Você vai ter a doença Alzheimer?


Dr. Ney Cavalcanti
Professor de Endocrinologia da Faculdade de Ciências da Universidade de Pernambuco
Ex-Presidente da Sociedade Brasileira de Endocrinologia e Metabologia (SBEM)

A doença já é a sétima causa de morte nos Estados Unidos. E o que mais preocupa é que a sua incidência continua aumentando, e muito.

Vem dobrando a cada 5 anos, sem que a ciência descubra alguma medida que seja capaz de, pelo menos, estacionar este crescimento. Cada indivíduo tem cerca de 15% de probabilidade, em uma fase da vida, de apresentar os sintomas da enfermidade Alzheimer. Caso você consiga se tornar um octagenário, a sua chance de ser portador da doença irá variar entre 30% a 50%.

Nós sabemos quais os fatores que predispõem o aparecimento mais precoce da outra forma da demência, a Arteriosclerose Cerebral. Idade avançada, Hipertensão Arterial, fumo, Diabetes Mellitus, elevação das gorduras sanguíneas, estão entre eles. Quanto às condições que contribuem para o surgimento da doença de Alzheimer, o nosso conhecimento é bem menor.

Os idosos, as mulheres, os indivíduos com menor nível de educação, e os que têm parentes portadores da patologia, têm mais chance de adquirir o problema. A doença afeta inicialmente a memória, evolui para mudança da personalidade e, finalmente, para a completa dependência física. O início dos sintomas é variável, podendo começar até antes do início da terceira idade ou, só após os oitenta anos. A rapidez de sua evolução também varia, de lenta até extremamente rápida.

O diagnóstico é feito pela história clínica, quando se interroga do surgimento dos déficits e as velocidades de suas evoluções, bem como os exames clínico e neurológico. Dependendo do estágio da doença, testes psicológicos cognitivos são de grande ajuda.

Não existe nenhum exame laboratorial, inclusive os de imagem, que seja específico para se firmar o diagnóstico da doença. No entanto, antes de se rotular um paciente de Alzheimer, a também chamada demência primária, tem que se afastar as muitas outras condições capazes de acarretar, secundariamente, um estado demencial. São muitas as condições que podem simular os seus sintomas: doenças da tireóide, outras doenças neurológicas (Parkinson, Hidrocefalia, etc.), Aids, infecções, deficiência da Vitamina B12, etc.

Uma vez diagnosticada a Doença de Alzheimer, os recursos terapêuticos específicos são: os inibidores da acetilcolinesterase, cujas eficácias, infelizmente, deixam muito a desejar. A melhora que proporcionam é discreta e o máximo que, geralmente, se consegue é retardar, um pouco, a sua evolução. Por ser mais freqüente entre as famílias aonde exista um portador, a doença tem um componente genético. Já há anos se descobriu a existência mais freqüente de um determinado gene em cerca de 50% dos doentes da Alzheimer.

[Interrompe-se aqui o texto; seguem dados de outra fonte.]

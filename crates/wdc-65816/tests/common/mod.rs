//! Shared 16 MB test host for the 65C816 integration tests.

#![allow(dead_code)]

use emu_core::{AlarmId, BankWindow, Bus, Clock, SimpleBus};
use mos_6502::{CpuContext, Host, InterruptSource, TrapDisposition};
use wdc_65816::{Cpu65816, Registers65816};

pub struct TestHost {
    pub bus: SimpleBus,
    pub ctx: CpuContext,
    pub reads: Vec<u32>,
    pub writes: Vec<(u32, u8)>,
    /// Raised when any alarm is served.
    pub irq_on_alarm: Option<InterruptSource>,
    pub trap: Option<fn(&mut Registers65816) -> TrapDisposition>,
    pub trap_runs: Vec<u32>,
    pub dma_requests: u32,
}

impl TestHost {
    pub fn new() -> Self {
        Self {
            bus: SimpleBus::with_address_bits(24),
            ctx: CpuContext::new("65816"),
            reads: Vec::new(),
            writes: Vec::new(),
            irq_on_alarm: None,
            trap: None,
            trap_runs: Vec::new(),
            dma_requests: 0,
        }
    }

    pub fn peek(&self, addr: u32) -> u8 {
        self.bus.peek(addr)
    }

    pub fn load(&mut self, addr: u32, data: &[u8]) {
        self.bus.load(addr, data);
    }

    /// Point a bank-0 vector at `target`.
    pub fn vector(&mut self, vector: u16, target: u16) {
        self.load(u32::from(vector), &target.to_le_bytes());
    }
}

impl Bus for TestHost {
    fn read(&mut self, address: u32) -> u8 {
        self.reads.push(address);
        self.bus.read(address)
    }

    fn write(&mut self, address: u32, value: u8) {
        self.writes.push((address, value));
        self.bus.write(address, value);
    }

    fn bank_window(&self, address: u32) -> Option<BankWindow> {
        self.bus.bank_window(address)
    }

    fn peek(&self, address: u32) -> u8 {
        self.bus.peek(address)
    }
}

impl Host<Registers65816> for TestHost {
    fn context(&mut self) -> &mut CpuContext {
        &mut self.ctx
    }

    fn serve_alarm(&mut self, _alarm: AlarmId, _offset: Clock) {
        if let Some(source) = self.irq_on_alarm {
            self.ctx.set_irq(source, true);
        }
    }

    fn rom_trap(&mut self, regs: &mut Registers65816) -> TrapDisposition {
        match self.trap {
            Some(handler) => handler(regs),
            None => TrapDisposition::NotATrap,
        }
    }

    fn run_trap(&mut self, token: u32, regs: &mut Registers65816) {
        self.trap_runs.push(token);
        regs.a = token as u16;
    }

    fn dma(&mut self) {
        self.dma_requests += 1;
        self.ctx.interrupts.ack_dma();
    }
}

/// Emulation-mode CPU with `program` at bank 0 `origin`.
pub fn setup(origin: u16, program: &[u8]) -> (Cpu65816, TestHost) {
    let mut host = TestHost::new();
    host.load(u32::from(origin), program);
    let mut cpu = Cpu65816::new();
    cpu.regs.pc = origin;
    (cpu, host)
}

/// Native-mode CPU with 16-bit accumulator and index registers.
pub fn setup_native(origin: u16, program: &[u8]) -> (Cpu65816, TestHost) {
    let (mut cpu, host) = setup(origin, program);
    cpu.regs.enter_native();
    cpu.regs.set_status(0);
    (cpu, host)
}

/// Step once and return the cycles it took.
pub fn step(cpu: &mut Cpu65816, host: &mut TestHost) -> Clock {
    let start = host.ctx.clk;
    cpu.step(host);
    host.ctx.clk - start
}
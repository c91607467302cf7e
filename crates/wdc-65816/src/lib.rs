//! Cycle-accurate WDC 65C816 (and 65C802) core.
//!
//! The engine shares its timing model with [`mos_6502`]: the host owns a
//! [`CpuContext`](mos_6502::CpuContext) with the clock, interrupt block and
//! alarms, and the CPU charges one cycle per bus access. Registers widen to
//! 16 bits in native mode and addresses grow to 24 bits through the bank
//! registers.

mod alu;
mod config;
mod cpu;
mod opcodes;
mod registers;
mod snapshot;

pub use config::{Cpu65816Config, Variant};
pub use cpu::Cpu65816;
pub use opcodes::{Access, Mnemonic, Mode, OPCODES, Opcode};
pub use registers::{M, Registers65816, X};
pub use snapshot::RegisterSnapshot65816;
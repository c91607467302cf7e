//! CPU core trait.

/// A CPU core driven by a host.
///
/// The host `H` owns the bus, the clock and the interrupt lines; the CPU
/// owns only its register file and per-instruction bookkeeping. Several CPUs
/// can therefore share one engine type while each talks to its own host.
pub trait Cpu<H: ?Sized> {
    /// The type used for register inspection.
    type Registers;

    /// Execute exactly one instruction, including any interrupt dispatch that
    /// precedes it.
    fn step(&mut self, host: &mut H);

    /// Reset the CPU: reinitialize flags, stack and PC from the reset vector.
    fn reset(&mut self, host: &mut H);

    /// Returns the current program counter.
    ///
    /// Returns `u32` so the 65816's 24-bit PC fits; 16-bit CPUs zero-extend.
    fn pc(&self) -> u32;

    /// Returns a copy of all registers for inspection.
    fn registers(&self) -> Self::Registers;

    /// Returns true while the CPU is jammed or stopped.
    fn is_halted(&self) -> bool;
}
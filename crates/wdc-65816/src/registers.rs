//! 65C816 CPU registers.

use mos_6502::Status;
use mos_6502::flags::{B, I, U};

/// Index register width select (native mode). Shares bit 4 with B.
pub const X: u8 = 0x10;

/// Accumulator and memory width select (native mode). Shares bit 5 with U.
pub const M: u8 = 0x20;

/// 65C816 register set.
///
/// A is the 16-bit C register; in 8-bit accumulator mode only the low
/// byte takes part and the high byte (B) is preserved. In emulation mode
/// the M and X bits of P are held set, so they read back as U and B.
#[derive(Debug, Clone, Copy, PartialEq, Eq)]
#[cfg_attr(feature = "serde", derive(serde::Serialize, serde::Deserialize))]
pub struct Registers65816 {
    /// Accumulator (C).
    pub a: u16,
    pub x: u16,
    pub y: u16,
    /// Stack pointer. High byte is forced to $01 in emulation mode.
    pub sp: u16,
    /// Direct page register.
    pub d: u16,
    /// Data bank register.
    pub dbr: u8,
    /// Program bank register.
    pub pbr: u8,
    pub pc: u16,
    pub p: Status,
    /// 6502 emulation mode (the hidden E flag).
    pub emulation: bool,
}

impl Default for Registers65816 {
    fn default() -> Self {
        Self::new()
    }
}

impl Registers65816 {
    /// Registers in reset state.
    #[must_use]
    pub const fn new() -> Self {
        Self {
            a: 0,
            x: 0,
            y: 0,
            sp: 0x01FF,
            d: 0,
            dbr: 0,
            pbr: 0,
            pc: 0,
            p: Status::from_byte(M | X | I),
            emulation: true,
        }
    }

    /// 8-bit accumulator and memory.
    #[must_use]
    pub const fn m8(&self) -> bool {
        self.emulation || self.p.is_set(M)
    }

    /// 8-bit index registers.
    #[must_use]
    pub const fn x8(&self) -> bool {
        self.emulation || self.p.is_set(X)
    }

    /// Full 24-bit program counter.
    #[must_use]
    pub const fn pc24(&self) -> u32 {
        ((self.pbr as u32) << 16) | self.pc as u32
    }

    /// The status byte as the CPU holds it.
    #[must_use]
    pub const fn status_byte(&self) -> u8 {
        self.p.to_byte()
    }

    /// Status byte for an IRQ or NMI push: in emulation mode B reads 0.
    #[must_use]
    pub const fn interrupt_status_byte(&self) -> u8 {
        if self.emulation {
            (self.p.to_byte() & !B) | U
        } else {
            self.p.to_byte()
        }
    }

    /// Install a status byte (PLP, RTI, REP, SEP).
    ///
    /// In emulation mode M and X stay set. Switching to 8-bit index
    /// registers clears their high bytes.
    pub fn set_status(&mut self, value: u8) {
        let value = if self.emulation { value | M | X } else { value };
        self.p = Status::from_byte(value);
        if value & X != 0 {
            self.x &= 0x00FF;
            self.y &= 0x00FF;
        }
    }

    /// Push a byte: return the address to write and move SP down.
    pub fn push(&mut self) -> u16 {
        let addr = self.sp;
        self.sp = if self.emulation {
            0x0100 | (self.sp.wrapping_sub(1) & 0x00FF)
        } else {
            self.sp.wrapping_sub(1)
        };
        addr
    }

    /// Pull a byte: move SP up and return the address to read.
    pub fn pull(&mut self) -> u16 {
        self.sp = if self.emulation {
            0x0100 | (self.sp.wrapping_add(1) & 0x00FF)
        } else {
            self.sp.wrapping_add(1)
        };
        self.sp
    }

    /// Load SP, keeping it in page one in emulation mode.
    pub fn set_sp(&mut self, value: u16) {
        self.sp = if self.emulation {
            0x0100 | (value & 0x00FF)
        } else {
            value
        };
    }

    /// Enter 6502 emulation mode (XCE with carry set, reset).
    pub fn enter_emulation(&mut self) {
        self.emulation = true;
        let status = self.p.to_byte();
        self.set_status(status);
        self.sp = 0x0100 | (self.sp & 0x00FF);
    }

    /// Enter native mode. Registers keep their 8-bit widths.
    pub fn enter_native(&mut self) {
        self.emulation = false;
        let status = self.p.to_byte() | M | X;
        self.p = Status::from_byte(status);
    }
}

#[cfg(test)]
mod tests {
    use super::*;

    #[test]
    fn emulation_stack_stays_in_page_one() {
        let mut r = Registers65816::new();
        r.sp = 0x0100;
        assert_eq!(r.push(), 0x0100);
        assert_eq!(r.sp, 0x01FF);
        assert_eq!(r.pull(), 0x0100);
    }

    #[test]
    fn native_stack_is_sixteen_bits() {
        let mut r = Registers65816::new();
        r.enter_native();
        r.sp = 0x0100;
        assert_eq!(r.push(), 0x0100);
        assert_eq!(r.sp, 0x00FF);
    }

    #[test]
    fn status_with_x_set_truncates_index_registers() {
        let mut r = Registers65816::new();
        r.enter_native();
        r.set_status(0);
        r.x = 0x1234;
        r.y = 0xABCD;
        assert!(!r.x8());
        r.set_status(X);
        assert_eq!(r.x, 0x0034);
        assert_eq!(r.y, 0x00CD);
    }

    #[test]
    fn emulation_forces_width_bits() {
        let mut r = Registers65816::new();
        r.enter_native();
        r.set_status(0);
        r.sp = 0x1FF0;
        r.enter_emulation();
        assert!(r.m8() && r.x8());
        assert_eq!(r.sp, 0x01F0);
        assert_eq!(r.interrupt_status_byte() & B, 0);
    }
}
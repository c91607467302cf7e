//! CPU clocks and clock-domain conversion.

/// Per-instance CPU cycle counter.
///
/// 32 bits wide; the owner rebases it (and everything scheduled against it)
/// before it reaches [`PREVENT_OVERFLOW_TICK`].
pub type Clock = u32;

/// Largest representable clock value. Used as "never" by the alarm queue.
pub const CLOCK_MAX: Clock = Clock::MAX;

/// Clock value at which a rebase becomes due.
pub const PREVENT_OVERFLOW_TICK: Clock = CLOCK_MAX - 0x10_0000;

/// Crystal configuration of one clock domain.
///
/// The drive CPUs and the main CPU each run from their own crystal; the
/// ratio between two of these is what a [`SyncFactor`] encodes.
#[derive(Debug, Clone, Copy, PartialEq, Eq)]
#[cfg_attr(feature = "serde", derive(serde::Serialize, serde::Deserialize))]
pub struct MasterClock {
    /// CPU frequency in Hz (e.g. `985_248` for a PAL C64).
    pub frequency_hz: u64,
}

impl MasterClock {
    #[must_use]
    pub const fn new(frequency_hz: u64) -> Self {
        Self { frequency_hz }
    }
}

/// Precomputed ratio table converting elapsed cycles of one clock domain
/// into cycles of another.
///
/// The factor is a 16.16 fixed-point ratio. Conversions are looked up in
/// chunks of at most [`SyncFactor::MAX_TICKS`] cycles; the fractional part
/// of each chunk is returned separately so the caller can accumulate it.
#[derive(Debug, Clone)]
pub struct SyncFactor {
    factor: u32,
    whole: Box<[Clock]>,
    fraction: Box<[u32]>,
}

impl SyncFactor {
    /// Largest chunk the table covers.
    pub const MAX_TICKS: Clock = 0x1000;

    /// One whole attached cycle, in accumulator units.
    pub const ONE: u32 = 0x1_0000;

    /// Build the table for a 16.16 fixed-point factor.
    #[must_use]
    pub fn new(factor: u32) -> Self {
        let entries = Self::MAX_TICKS as usize + 1;
        let mut whole = Vec::with_capacity(entries);
        let mut fraction = Vec::with_capacity(entries);
        for ticks in 0..=u64::from(Self::MAX_TICKS) {
            let scaled = ticks * u64::from(factor);
            whole.push((scaled / u64::from(Self::ONE)) as Clock);
            fraction.push((scaled % u64::from(Self::ONE)) as u32);
        }
        Self {
            factor,
            whole: whole.into_boxed_slice(),
            fraction: fraction.into_boxed_slice(),
        }
    }

    /// Factor converting `main` cycles into `attached` cycles.
    #[must_use]
    pub fn from_clocks(attached: MasterClock, main: MasterClock) -> Self {
        let factor = (attached.frequency_hz << 16) / main.frequency_hz.max(1);
        Self::new(factor.min(u64::from(u32::MAX)) as u32)
    }

    /// The raw 16.16 factor.
    #[must_use]
    pub fn factor(&self) -> u32 {
        self.factor
    }

    /// Attached cycles for `ticks` main cycles, as (whole, fraction).
    ///
    /// `ticks` is clamped to [`SyncFactor::MAX_TICKS`].
    #[must_use]
    pub fn lookup(&self, ticks: Clock) -> (Clock, u32) {
        let index = ticks.min(Self::MAX_TICKS) as usize;
        (self.whole[index], self.fraction[index])
    }
}
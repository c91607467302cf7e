//! Memory bus interface.

/// A linear region of the address space that can be fetched without side
/// effects.
///
/// CPUs cache the window covering the current PC and fetch opcodes and
/// operands through [`Bus::peek`] while the PC stays inside it. The cache is
/// dropped on every control transfer.
#[derive(Debug, Clone, Copy, PartialEq, Eq)]
pub struct BankWindow {
    /// First address inside the window.
    pub start: u32,
    /// Last address inside the window (inclusive).
    pub limit: u32,
}

impl BankWindow {
    #[must_use]
    pub const fn new(start: u32, limit: u32) -> Self {
        Self { start, limit }
    }

    /// True if `len` bytes starting at `address` all lie inside the window.
    #[must_use]
    pub const fn contains(&self, address: u32, len: u32) -> bool {
        address >= self.start && (address as u64) + (len as u64) <= (self.limit as u64) + 1
    }
}

/// Memory bus interface.
///
/// The CPU reaches memory and peripherals only through this trait. Reads and
/// writes may have side effects (I/O registers); `peek` never does.
pub trait Bus {
    /// Read a byte, with full address decoding.
    fn read(&mut self, address: u32) -> u8;

    /// Write a byte, with full address decoding.
    fn write(&mut self, address: u32, value: u8);

    /// Read from the zero page.
    ///
    /// Hosts with a plain RAM zero page can bypass the full decoder here.
    fn read_zero(&mut self, address: u8) -> u8 {
        self.read(u32::from(address))
    }

    /// Write to the zero page.
    fn write_zero(&mut self, address: u8, value: u8) {
        self.write(u32::from(address), value);
    }

    /// The side-effect-free window containing `address`, if any.
    fn bank_window(&self, address: u32) -> Option<BankWindow> {
        let _ = address;
        None
    }

    /// Side-effect-free read. Only called for addresses inside a window
    /// returned by [`Bus::bank_window`].
    fn peek(&self, address: u32) -> u8 {
        let _ = address;
        0xFF
    }
}

/// Flat RAM bus, used for testing and as a building block.
///
/// The whole memory is one bank window, so instruction fetch takes the fast
/// path.
#[derive(Debug, Clone)]
pub struct SimpleBus {
    memory: Vec<u8>,
    mask: u32,
}

impl Default for SimpleBus {
    fn default() -> Self {
        Self::new()
    }
}

impl SimpleBus {
    /// 64 KB of zeroed RAM.
    #[must_use]
    pub fn new() -> Self {
        Self::with_address_bits(16)
    }

    /// Zeroed RAM covering `bits` address lines (24 for a 65816).
    #[must_use]
    pub fn with_address_bits(bits: u32) -> Self {
        let size = 1usize << bits;
        Self {
            memory: vec![0; size],
            mask: (size - 1) as u32,
        }
    }

    /// Copy `data` into memory starting at `address`, wrapping at the top.
    pub fn load(&mut self, address: u32, data: &[u8]) {
        for (i, &byte) in data.iter().enumerate() {
            let addr = (address.wrapping_add(i as u32) & self.mask) as usize;
            self.memory[addr] = byte;
        }
    }

    /// Raw view of memory.
    #[must_use]
    pub fn memory(&self) -> &[u8] {
        &self.memory
    }
}

impl Bus for SimpleBus {
    fn read(&mut self, address: u32) -> u8 {
        self.memory[(address & self.mask) as usize]
    }

    fn write(&mut self, address: u32, value: u8) {
        self.memory[(address & self.mask) as usize] = value;
    }

    fn bank_window(&self, _address: u32) -> Option<BankWindow> {
        Some(BankWindow::new(0, self.mask))
    }

    fn peek(&self, address: u32) -> u8 {
        self.memory[(address & self.mask) as usize]
    }
}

São subtipos do gene da apoproteína E (APOE). A apoproteína E é uma substância que faz parte do metabolismo dos lipídios sanguíneos. Existem os subtipos APOE: E2, E3 e E4. Caso a pessoa tenha o par de genes tipo E2. a chance de ter a doença é muito menor do que a população em geral. No entanto, quando dois genes APOE forem do tipo E4, a possibilidade de surgir o Alzheimer é 15 vezes maior . Será que seria vantajoso fazer o estudo desses genes nessa população?

Muito provavelmente, não.

Afinal, 50% dos portadores dessa doença não apresentam estes genes. Por outro lado, até hoje não se conhece nenhuma maneira de prevenir o seu surgimento.

Quantas restrições os seus portadores iriam sofrer por parte das empresas e das companhias de seguro saúde?

Qual seria a reação de uma pessoa, ao saber ser portador do gene ameaçador?

Iria aproveitar o que lhe restasse de vida, gastando tudo o que ganhasse?

Ou seria extremamente econômico, visando os gastos que teria com a doença?